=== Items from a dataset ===
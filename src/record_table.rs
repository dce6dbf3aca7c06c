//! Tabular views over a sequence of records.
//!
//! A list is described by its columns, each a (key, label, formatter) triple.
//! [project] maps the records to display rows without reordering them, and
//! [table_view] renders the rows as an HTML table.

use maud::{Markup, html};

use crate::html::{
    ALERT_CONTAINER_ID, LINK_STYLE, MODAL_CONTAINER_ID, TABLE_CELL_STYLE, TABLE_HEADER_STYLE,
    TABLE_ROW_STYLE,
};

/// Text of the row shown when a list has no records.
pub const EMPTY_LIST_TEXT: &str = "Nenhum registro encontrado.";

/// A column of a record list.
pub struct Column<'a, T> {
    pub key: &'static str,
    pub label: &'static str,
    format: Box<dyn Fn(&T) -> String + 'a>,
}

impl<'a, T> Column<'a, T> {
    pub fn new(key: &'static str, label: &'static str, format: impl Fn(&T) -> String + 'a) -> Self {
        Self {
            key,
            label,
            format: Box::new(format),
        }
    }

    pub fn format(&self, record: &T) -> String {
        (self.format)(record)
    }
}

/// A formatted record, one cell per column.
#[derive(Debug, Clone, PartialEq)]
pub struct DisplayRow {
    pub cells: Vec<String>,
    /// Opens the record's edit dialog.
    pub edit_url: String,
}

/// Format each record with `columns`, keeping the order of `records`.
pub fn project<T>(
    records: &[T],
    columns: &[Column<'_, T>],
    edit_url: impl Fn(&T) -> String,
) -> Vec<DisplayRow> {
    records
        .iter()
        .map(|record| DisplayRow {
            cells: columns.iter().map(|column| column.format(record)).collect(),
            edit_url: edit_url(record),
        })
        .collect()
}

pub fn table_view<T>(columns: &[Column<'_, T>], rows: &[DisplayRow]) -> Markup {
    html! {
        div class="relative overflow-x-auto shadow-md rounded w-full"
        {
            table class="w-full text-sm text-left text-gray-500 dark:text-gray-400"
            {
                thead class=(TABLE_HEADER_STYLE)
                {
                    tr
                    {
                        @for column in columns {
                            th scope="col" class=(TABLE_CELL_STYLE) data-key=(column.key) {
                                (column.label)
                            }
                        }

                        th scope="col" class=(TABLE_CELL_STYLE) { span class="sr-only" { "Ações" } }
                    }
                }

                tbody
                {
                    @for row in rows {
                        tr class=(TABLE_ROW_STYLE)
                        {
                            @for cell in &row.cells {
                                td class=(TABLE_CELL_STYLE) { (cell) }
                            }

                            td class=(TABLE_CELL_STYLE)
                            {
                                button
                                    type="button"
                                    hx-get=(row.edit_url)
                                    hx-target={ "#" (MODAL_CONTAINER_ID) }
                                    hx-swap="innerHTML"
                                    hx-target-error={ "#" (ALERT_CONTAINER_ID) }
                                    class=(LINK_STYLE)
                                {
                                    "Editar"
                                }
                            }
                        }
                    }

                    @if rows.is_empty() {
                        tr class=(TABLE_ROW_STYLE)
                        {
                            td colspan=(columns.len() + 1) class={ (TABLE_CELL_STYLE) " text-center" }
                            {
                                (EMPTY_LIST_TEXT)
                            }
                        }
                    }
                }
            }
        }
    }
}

=== Your instructions ===
All entries above are to be transcribed verbatim.

=== Solution ===
filename src/record_table.rs
repository dce6dbf3aca7c06c
//! Tabular views over a sequence of records.
//!
//! A list is described by its columns, each a (key, label, formatter) triple.
//! [project] maps the records to display rows without reordering them, and
//! [table_view] renders the rows as an HTML table.

use maud::{Markup, html};

use crate::html::{
    ALERT_CONTAINER_ID, LINK_STYLE, MODAL_CONTAINER_ID, TABLE_CELL_STYLE, TABLE_HEADER_STYLE,
    TABLE_ROW_STYLE,
};

/// Text of the row shown when a list has no records.
pub const EMPTY_LIST_TEXT: &str = "Nenhum registro encontrado.";

/// A column of a record list.
pub struct Column<'a, T> {
    pub key: &'static str,
    pub label: &'static str,
    format: Box<dyn Fn(&T) -> String + 'a>,
}

impl<'a, T> Column<'a, T> {
    pub fn new(key: &'static str, label: &'static str, format: impl Fn(&T) -> String + 'a) -> Self {
        Self {
            key,
            label,
            format: Box::new(format),
        }
    }

    pub fn format(&self, record: &T) -> String {
        (self.format)(record)
    }
}

/// A formatted record, one cell per column.
#[derive(Debug, Clone, PartialEq)]
pub struct DisplayRow {
    pub cells: Vec<String>,
    /// Opens the record's edit dialog.
    pub edit_url: String,
}

/// Format each record with `columns`, keeping the order of `records`.
pub fn project<T>(
    records: &[T],
    columns: &[Column<'_, T>],
    edit_url: impl Fn(&T) -> String,
) -> Vec<DisplayRow> {
    records
        .iter()
        .map(|record| DisplayRow {
            cells: columns.iter().map(|column| column.format(record)).collect(),
            edit_url: edit_url(record),
        })
        .collect()
}

pub fn table_view<T>(columns: &[Column<'_, T>], rows: &[DisplayRow]) -> Markup {
    html! {
        div class="relative overflow-x-auto shadow-md rounded w-full"
        {
            table class="w-full text-sm text-left text-gray-500 dark:text-gray-400"
            {
                thead class=(TABLE_HEADER_STYLE)
                {
                    tr
                    {
                        @for column in columns {
                            th scope="col" class=(TABLE_CELL_STYLE) data-key=(column.key) {
                                (column.label)
                            }
                        }

                        th scope="col" class=(TABLE_CELL_STYLE) { span class="sr-only" { "Ações" } }
                    }
                }

                tbody
                {
                    @for row in rows {
                        tr class=(TABLE_ROW_STYLE)
                        {
                            @for cell in &row.cells {
                                td class=(TABLE_CELL_STYLE) { (cell) }
                            }

                            td class=(TABLE_CELL_STYLE)
                            {
                                button
                                    type="button"
                                    hx-get=(row.edit_url)
                                    hx-target={ "#" (MODAL_CONTAINER_ID) }
                                    hx-swap="innerHTML"
                                    hx-target-error={ "#" (ALERT_CONTAINER_ID) }
                                    class=(LINK_STYLE)
                                {
                                    "Editar"
                                }
                            }
                        }
                    }

                    @if rows.is_empty() {
                        tr class=(TABLE_ROW_STYLE)
                        {
                            td colspan=(columns.len() + 1) class={ (TABLE_CELL_STYLE) " text-center" }
                            {
                                (EMPTY_LIST_TEXT)
                            }
                        }
                    }
                }
            }
        }
    }
}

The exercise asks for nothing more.